Scientists discover a new form of pesticide that neutralizes pathogens attacking rice
Rice is one of the most important staple foods globally, providing one fifth of the calories consumed by humans. However, the major areas where rice are grown are blighted by pathogens—organisms that cause disease.
To date, this problem has been treated with the use of chemical pesticides that typically target the plant-pathogenic fungi. But, with none of these treatments wholly effective, and many considered unfriendly to the environment, researchers have been seeking alternative solutions.
In a study published in the journal Fundamental Research, a group of researchers from China, Austria and Japan, outline a promising solution which uses a compound that has no harmful effects on the environment or humans consuming the rice.
Haruna Matsumoto, one of the study's authors, explains: "This work is based on an interesting phenomenon that we observed in certain rice fields. In rice plants grown in different and geographically distant locations, the bacteria-associated molecules required for a bacterium to cause disease showed substantial variations. We were curious to discover what the so-far unidentified factor affecting the pathogen's virulence was, and whether it was related to the host plant. By implementing metabolic profiling, we identified 5-Amino-1,3,4-thiadiazole-2-thiol, a plant metabolization product of thiazole-class agrochemicals, and confirmed that it lowers a pathogen's ability to harm without killing or otherwise affecting the pathogen."
According to the co-corresponding author of the study, Tomislav Cernava, "this anti-virulence effect triggered by the plant-converted agrochemical is a novel finding, and has substantial implications for supporting plant defense systems in counteracting bacterial pathogens.

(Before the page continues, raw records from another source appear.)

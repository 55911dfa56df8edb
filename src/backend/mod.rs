//! Backend auth endpoints.
//!
//! [`AuthBackend`] is the seam between the session client and the server.
//! The crate ships an HTTP implementation and, with the `mocks` feature,
//! an in-memory one for tests.
//!
//! | Implementation | Description |
//! |----------------|-------------|
//! | [`HttpAuthBackend`] | `reqwest` client against the dashboard API |
//! | [`MockAuthBackend`] | Scripted in-memory backend (`mocks` feature) |

mod http;
#[cfg(any(test, feature = "mocks"))]
mod mock;

use async_trait::async_trait;
pub use http::HttpAuthBackend;
#[cfg(any(test, feature = "mocks"))]
pub use mock::{MockAuthBackend, MockValidation};
use serde::{Deserialize, Serialize};

use crate::{AuthError, BearerToken, User};

/// Outcome of a token validation request that reached the backend.
#[derive(Debug, Clone, Copy, PartialEq, Eq)]
pub enum TokenStatus {
    /// The backend answered 2xx.
    Valid,
    /// The backend answered with a non-2xx status.
    Rejected { status: u16 },
}

/// Body returned by the login, sign-up and Google endpoints.
#[derive(Debug, Clone, Default, PartialEq, Eq, Serialize, Deserialize)]
pub struct AuthResponse {
    #[serde(default)]
    pub success: bool,
    #[serde(default, skip_serializing_if = "Option::is_none")]
    pub token: Option<BearerToken>,
    #[serde(default, skip_serializing_if = "Option::is_none")]
    pub user: Option<User>,
    #[serde(default, skip_serializing_if = "Option::is_none")]
    pub message: Option<String>,
}

impl AuthResponse {
    pub fn failure(message: impl Into<String>) -> Self {
        Self {
            success: false,
            message: Some(message.into()),
            ..Default::default()
        }
    }

    pub fn authenticated(token: BearerToken, user: User) -> Self {
        Self {
            success: true,
            token: Some(token),
            user: Some(user),
            message: None,
        }
    }

    /// Turns `success: false` into [`AuthError::BackendError`] carrying the
    /// backend's message, or `fallback` when it sent none.
    pub fn ensure_success(self, fallback: &str) -> Result<Self, AuthError> {
        if self.success {
            Ok(self)
        } else {
            let message = self
                .message
                .filter(|m| !m.trim().is_empty())
                .unwrap_or_else(|| fallback.to_owned());
            Err(AuthError::BackendError(message))
        }
    }

    /// Extracts the credentials a session is built from.
    pub fn into_credentials(self, fallback: &str) -> Result<(BearerToken, User), AuthError> {
        let response = self.ensure_success(fallback)?;
        match (response.token, response.user) {
            (Some(token), Some(user)) if !token.is_blank() => Ok((token, user)),
            _ => Err(AuthError::InvalidResponse(
                "success response without token and user".to_owned(),
            )),
        }
    }
}

/// The backend auth endpoints the session client talks to.
#[async_trait]
pub trait AuthBackend: Send + Sync {
    /// Checks a bearer token. Only the HTTP status is inspected.
    ///
    /// # Errors
    ///
    /// [`AuthError::NetworkError`] when no status was received at all.
    async fn validate(&self, token: &BearerToken) -> Result<TokenStatus, AuthError>;

    /// Email/password sign-in.
    async fn login(&self, email: &str, password: &str) -> Result<AuthResponse, AuthError>;

    /// Account creation. The backend does not sign the user in.
    async fn signup(&self, email: &str, password: &str) -> Result<AuthResponse, AuthError>;

    /// Exchanges a Google identity token for a session token.
    async fn google_sign_in(&self, id_token: &str) -> Result<AuthResponse, AuthError>;
}

#[async_trait]
impl<T: AuthBackend + ?Sized> AuthBackend for std::sync::Arc<T> {
    async fn validate(&self, token: &BearerToken) -> Result<TokenStatus, AuthError> {
        (**self).validate(token).await
    }

    async fn login(&self, email: &str, password: &str) -> Result<AuthResponse, AuthError> {
        (**self).login(email, password).await
    }

    async fn signup(&self, email: &str, password: &str) -> Result<AuthResponse, AuthError> {
        (**self).signup(email, password).await
    }

    async fn google_sign_in(&self, id_token: &str) -> Result<AuthResponse, AuthError> {
        (**self).google_sign_in(id_token).await
    }
}
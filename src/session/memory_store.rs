//! In-memory session storage.
//!
//! Suitable for tests and for clients that do not need a session to
//! outlive the process.

use std::collections::HashMap;
use std::sync::{Arc, RwLock};

use crate::AuthError;

use super::store::SessionStore;

/// In-memory key-value storage.
///
/// Stores values in a `HashMap` protected by a `RwLock`. Clones share
/// the same map, so a clone handed to a [`SessionManager`](super::SessionManager)
/// can be inspected from a test.
#[derive(Clone, Default)]
pub struct MemorySessionStore {
    entries: Arc<RwLock<HashMap<String, String>>>,
}

impl MemorySessionStore {
    pub fn new() -> Self {
        Self::default()
    }

    /// Returns the number of keys currently stored.
    pub fn len(&self) -> usize {
        self.entries.read().map(|guard| guard.len()).unwrap_or(0)
    }

    pub fn is_empty(&self) -> bool {
        self.len() == 0
    }

    pub fn contains_key(&self, key: &str) -> bool {
        self.entries
            .read()
            .map(|guard| guard.contains_key(key))
            .unwrap_or(false)
    }
}

impl SessionStore for MemorySessionStore {
    fn get(&self, key: &str) -> Result<Option<String>, AuthError> {
        let entries = self
            .entries
            .read()
            .map_err(|_| AuthError::StorageError("Lock poisoned".to_owned()))?;

        Ok(entries.get(key).cloned())
    }

    fn set(&self, key: &str, value: &str) -> Result<(), AuthError> {
        self.entries
            .write()
            .map_err(|_| AuthError::StorageError("Lock poisoned".to_owned()))?
            .insert(key.to_owned(), value.to_owned());

        Ok(())
    }

    fn remove(&self, key: &str) -> Result<(), AuthError> {
        self.entries
            .write()
            .map_err(|_| AuthError::StorageError("Lock poisoned".to_owned()))?
            .remove(key);

        Ok(())
    }
}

It is particularly important for combatting pathogens endowed with small molecule virulence factors, because plants are typically unable to respond to these when attacked." He adds that they "believe similar mechanisms have the potential to combat pathogens in other types of crops."
For the researcher who led the study, Mengcen Wang, the hope is that the team's results will encourage more scientists to continue investigating the complexity of the interactions between plants, microbes and the environment. "This would set the basis to develop more sustainable approaches to secure global rice production."